「007スペクター」はDB9のアルカンターラ製ステアリングに注目!?

「007スペクター」はDB9のアルカンターラ製ステアリングに注目!?

アルカンターラ社の2016事業戦略会見をレポート

 高級モデル御用達のインテリア表皮といえばアルカンターラがその代表格だろう。海外のスポーツカーはもちろん、国内でもいくつかのモデルにアルカンターラ仕様の設定が用意されている。

アルカンターラ社のステアリングを採用する「アストンマーチンDB9 GTボンド・エディション」。007シリーズ映画最新作を記念して限定モデルも発売された。国産車に向けても今後益々採用されるモデル、設定するモデルが増えそうだ
アルカンターラ社のステアリングを採用する「アストンマーチンDB9 GTボンド・エディション」。007シリーズ映画最新作を記念して限定モデルも発売された。国産車に向けても今後益々採用されるモデル、設定するモデルが増えそうだ

 マセラティ・クワトロポルテM156、フェラーリF458スペチアーレ、ランボルギーニ・アヴェンタドールなどのほか、国産モデルでも日産GT-Rやトヨタ86などなど、例をあげればキリがない。

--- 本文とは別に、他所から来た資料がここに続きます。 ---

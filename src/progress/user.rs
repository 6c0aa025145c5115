//! Progress domain: the player's progress across all levels.

use bevy::prelude::*;
use std::collections::BTreeMap;
use std::fmt;
use thiserror::Error;

use crate::content::{Level, LevelId};
use crate::progress::level::LevelProgress;
use crate::progress::stage::GameStage;
use crate::progress::store::{ProgressStore, StoreError};

/// Key the whole progress map is saved under.
pub const PROGRESS_KEY: &str = "levelsProgress";

pub type LevelsProgress = BTreeMap<LevelId, LevelProgress>;

#[derive(Debug, Error)]
pub enum ProgressError {
    #[error("failed to encode progress: {0}")]
    Encode(#[source] serde_json::Error),
    #[error("failed to decode progress: {0}")]
    Decode(#[source] serde_json::Error),
    #[error(transparent)]
    Store(#[from] StoreError),
    #[error("level index {index} out of range for {len} levels")]
    LevelIndexOutOfRange { index: usize, len: usize },
}

/// What a `mark_stage_completed` call did. Sent to every subscriber.
#[derive(Debug, Clone, PartialEq, Eq)]
pub struct ProgressChange {
    pub level_id: LevelId,
    pub stage: GameStage,
    /// False when the stage had already been completed.
    pub newly_completed: bool,
    pub level_completed: bool,
}

#[derive(Debug, Clone, Copy, PartialEq, Eq, Hash)]
pub struct SubscriptionId(u64);

type Subscriber = Box<dyn FnMut(&ProgressChange) + Send + Sync>;

/// Single source of truth for level and stage unlocks.
///
/// Loads from its store on construction and saves after every mutation.
/// Save and load failures are logged, never propagated.
#[derive(Resource)]
pub struct UserProgress {
    levels_progress: LevelsProgress,
    store: Box<dyn ProgressStore>,
    subscribers: Vec<(SubscriptionId, Subscriber)>,
    next_subscription: u64,
}

impl fmt::Debug for UserProgress {
    fn fmt(&self, f: &mut fmt::Formatter<'_>) -> fmt::Result {
        f.debug_struct("UserProgress")
            .field("levels_progress", &self.levels_progress)
            .field("subscribers", &self.subscribers.len())
            .finish()
    }
}

impl UserProgress {
    pub fn new(store: impl ProgressStore + 'static) -> Self {
        let mut progress = Self {
            levels_progress: LevelsProgress::new(),
            store: Box::new(store),
            subscribers: Vec::new(),
            next_subscription: 0,
        };
        progress.load();
        progress
    }

    pub fn levels_progress(&self) -> &LevelsProgress {
        &self.levels_progress
    }

    /// Progress for `level_id`, or an empty record if none exists.
    /// Never inserts into the map.
    pub fn progress_for(&self, level_id: &LevelId) -> LevelProgress {
        self.levels_progress
            .get(level_id)
            .cloned()
            .unwrap_or_else(|| LevelProgress::new(level_id.clone()))
    }

    // ------------------------------------------------------------------------
    // Unlock queries
    // ------------------------------------------------------------------------

    /// Level 0 is always unlocked; any later level unlocks once the one
    /// before it has all stages completed.
    pub fn check_level_unlocked(
        &self,
        level_index: usize,
        levels: &[Level],
    ) -> Result<bool, ProgressError> {
        if level_index >= levels.len() {
            return Err(ProgressError::LevelIndexOutOfRange {
                index: level_index,
                len: levels.len(),
            });
        }

        if level_index == 0 {
            return Ok(true);
        }

        let previous = &levels[level_index - 1].id;
        Ok(self
            .levels_progress
            .get(previous)
            .is_some_and(LevelProgress::is_level_completed))
    }

    /// Like `check_level_unlocked`, but an out-of-range index counts as locked.
    pub fn is_level_unlocked(&self, level_index: usize, levels: &[Level]) -> bool {
        self.check_level_unlocked(level_index, levels)
            .unwrap_or_else(|e| {
                warn!("{}; treating level as locked", e);
                false
            })
    }

    /// True only for the exact next stage to play.
    pub fn is_stage_unlocked(&self, stage: GameStage, level: &Level) -> bool {
        self.progress_for(&level.id).first_incomplete_stage() == Some(stage)
    }

    /// True for completed stages (replay) and the next stage to play.
    pub fn is_stage_enabled(&self, stage: GameStage, level: &Level) -> bool {
        let progress = self.progress_for(&level.id);
        progress.is_stage_completed(stage) || progress.first_incomplete_stage() == Some(stage)
    }

    pub fn completed_level_count(&self, levels: &[Level]) -> usize {
        levels
            .iter()
            .filter(|level| {
                self.levels_progress
                    .get(&level.id)
                    .is_some_and(LevelProgress::is_level_completed)
            })
            .count()
    }

    /// First level that is unlocked but not yet completed.
    pub fn next_playable_level(&self, levels: &[Level]) -> Option<usize> {
        (0..levels.len()).find(|&index| {
            self.is_level_unlocked(index, levels)
                && !self.progress_for(&levels[index].id).is_level_completed()
        })
    }

    // ------------------------------------------------------------------------
    // Mutation
    // ------------------------------------------------------------------------

    /// Completes `stage` for `level`, saves, and notifies subscribers.
    /// Completing an already completed stage changes nothing but still notifies.
    pub fn mark_stage_completed(&mut self, stage: GameStage, level: &Level) -> ProgressChange {
        let mut progress = self.progress_for(&level.id);
        let newly_completed = progress.complete_stage(stage);
        let level_completed = progress.is_level_completed();
        self.levels_progress.insert(level.id.clone(), progress);

        self.save();

        let change = ProgressChange {
            level_id: level.id.clone(),
            stage,
            newly_completed,
            level_completed,
        };
        self.notify(&change);
        change
    }

    // ------------------------------------------------------------------------
    // Subscriptions
    // ------------------------------------------------------------------------

    pub fn subscribe(
        &mut self,
        callback: impl FnMut(&ProgressChange) + Send + Sync + 'static,
    ) -> SubscriptionId {
        let id = SubscriptionId(self.next_subscription);
        self.next_subscription += 1;
        self.subscribers.push((id, Box::new(callback)));
        id
    }

    /// Returns false if `id` was not subscribed.
    #[allow(dead_code)]
    pub fn unsubscribe(&mut self, id: SubscriptionId) -> bool {
        let before = self.subscribers.len();
        self.subscribers.retain(|(sub_id, _)| *sub_id != id);
        self.subscribers.len() != before
    }

    fn notify(&mut self, change: &ProgressChange) {
        for (_, callback) in &mut self.subscribers {
            callback(change);
        }
    }

    // ------------------------------------------------------------------------
    // Persistence
    // ------------------------------------------------------------------------

    pub fn try_save(&mut self) -> Result<(), ProgressError> {
        let bytes = serde_json::to_vec(&self.levels_progress).map_err(ProgressError::Encode)?;
        self.store.write(PROGRESS_KEY, &bytes)?;
        Ok(())
    }

    /// Best effort: a failed save is logged and gameplay continues.
    pub fn save(&mut self) {
        if let Err(e) = self.try_save() {
            warn!("Progress not saved: {}", e);
        }
    }

    /// Reads the saved map, or `None` if nothing has been saved yet.
    pub fn try_load(&self) -> Result<Option<LevelsProgress>, ProgressError> {
        let Some(bytes) = self.store.read(PROGRESS_KEY)? else {
            return Ok(None);
        };

        let decoded: LevelsProgress =
            serde_json::from_slice(&bytes).map_err(ProgressError::Decode)?;

        // The map key is authoritative for a record's level id.
        let repaired: LevelsProgress = decoded
            .into_iter()
            .map(|(level_id, mut progress)| {
                progress.level_id = level_id.clone();
                (level_id, progress)
            })
            .collect();

        Ok(Some(repaired))
    }

    /// Replaces in-memory progress with the saved map. Missing or corrupt
    /// data leaves progress empty.
    pub fn load(&mut self) {
        self.levels_progress = match self.try_load() {
            Ok(Some(levels_progress)) => {
                info!("Loaded progress for {} levels", levels_progress.len());
                levels_progress
            }
            Ok(None) => {
                debug!("No saved progress, starting fresh");
                LevelsProgress::new()
            }
            Err(e) => {
                warn!("{}; starting with empty progress", e);
                LevelsProgress::new()
            }
        };
    }
}
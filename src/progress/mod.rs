//! Progress domain: stage completion, level unlocks, and the save.

mod events;
mod level;
mod stage;
mod store;
mod systems;
mod user;

pub use events::{PendingProgressChanges, ProgressChangedEvent, StageCompletedEvent};
pub use level::LevelProgress;
pub use stage::GameStage;
pub use store::{FileStore, MemoryStore, ProgressStore, StoreError};
pub use user::{
    LevelsProgress, PROGRESS_KEY, ProgressChange, ProgressError, SubscriptionId, UserProgress,
};

use bevy::prelude::*;

use crate::content::AppSettings;
use crate::progress::systems::{
    log_progress_summary, publish_progress_changes, record_completed_stages,
};

/// Where the plugin's `UserProgress` keeps its save.
#[derive(Debug, Clone, Default)]
pub enum SaveBackend {
    /// `FileStore` in `AppSettings::save_dir`.
    #[default]
    FromSettings,
    Memory(MemoryStore),
}

#[derive(Default)]
pub struct ProgressPlugin {
    pub backend: SaveBackend,
}

impl Plugin for ProgressPlugin {
    fn build(&self, app: &mut App) {
        let mut progress = match &self.backend {
            SaveBackend::FromSettings => {
                let save_dir = app
                    .world()
                    .get_resource::<AppSettings>()
                    .map(|settings| settings.save_dir.clone())
                    .unwrap_or_else(|| AppSettings::default().save_dir);
                info!("Progress saves to {}", save_dir);
                UserProgress::new(FileStore::new(save_dir))
            }
            SaveBackend::Memory(store) => UserProgress::new(store.clone()),
        };

        // Every mutation, whoever makes it, is re-sent as a ProgressChangedEvent
        let pending = PendingProgressChanges::default();
        let sink = pending.clone();
        progress.subscribe(move |change| sink.push(change.clone()));

        app.register_type::<GameStage>()
            .insert_resource(progress)
            .insert_resource(pending)
            .add_message::<StageCompletedEvent>()
            .add_message::<ProgressChangedEvent>()
            .add_systems(Startup, log_progress_summary)
            .add_systems(
                Update,
                (record_completed_stages, publish_progress_changes).chain(),
            );
    }
}
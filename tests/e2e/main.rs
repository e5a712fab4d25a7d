//! End-to-end scenarios against real stores in temp directories.

mod harness;
mod scenarios;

 そんなアルカンターラだが、会社の取り組みや自動車以外の用途にも事業を拡大中なのはご存知だろうか。9月29日、都内のホテルでアルカンターラ社が2016年のグローバル事業戦略発表の会見を行った。会見ではイタリアからトップも来日し、現状の報告や今後の展開について発表した。

 同社の簡単な紹介に続き、会社の取り組みについてトップ自ら壇上に立って説明。なかでも強調したかったのがサステナビリティ。持続可能性という意味が一般的だが、同社トップのアンドレア・ボラーニョ会長兼CEOによると「経済・社会・環境を考慮したものです。

アルカンターラ社 会長兼CEOのアンドレア・ボラーニョ氏。2004年同社の社長に就任した。会見後にはCARトップ本誌をもっての記念撮影にも気軽に応じてくれた陽気なイタリアンだ
アルカンターラ社 会長兼CEOのアンドレア・ボラーニョ氏。2004年同社の社長に就任した。会見後にはCARトップ本誌をもっての記念撮影にも気軽に応じてくれた陽気なイタリアンだ

 環境はもちろんですが、サステナビリティの追求は経済・財務の力を高めることにもなるんです」という。単に環境に配慮する、にとどまらず企業としての持続性、そして従業員の安全などを含めた社会的な持続性を重要視している、ということだろう。

 また自動車以外の事業拡大も、「自動車関連の売上げ比率は依然として全体の68%を占めているものの、家電品やホーム・インテリア、そしてファッション素材としての展開も積極的(前出同氏)」に注力しているという。「ヨウジ・ヤマモト」やパリ発の「マニッシュ・アローラ」ブランドなどのファッション素材としての展開はともかく、家電=パナソニックTVの液晶背面カバーにも採用されているとは驚きだ。早速、後日実物をチェックしようかなと考えたが、このパナソニック製の新製品、65型湾曲有機ELテレビ「TX-65CZ950」は欧州向けだ。残念。

アルカンターラ社が強調したかったのが自動車産業向け以外の素材としての可能性だ。会見後の懇親会ではファッション素材としてのさまざまなスタイリング、シップス(船)アイテムとしてのシューズなどが展示されていた
アルカンターラ社が強調したかったのが自動車産業向け以外の素材としての可能性だ。会見後の懇親会ではファッション素材としてのさまざまなスタイリング、シップス(船)アイテムとしてのシューズなどが展示されていた

 とはいえ、アルカンターラ社の主力といえば自動車、そしてやはりスポーツカー。そこで最注目のアルカンターラ採用のモデルが、「アストンマーチンDB9 GTボンド・エディション」だ。007シリーズ最新作「007スペクター」でダニエル・クレイグ扮するジェームス・ボンドの愛車として登場する。しかも今回は劇中だけでなく、ボンドカーとなったことを記念して限定発売することになったモデル。このモデルのステアリングにアルカンターラのソレが採用されているのだ。

 12月から公開される007シリーズの最新作では、ジェームス・ボンドのスリリングなステアリングさばきを堪能しつつ、アルカンターラたるアルカンターラ社の製品や取り組みに思いを馳せてほしい。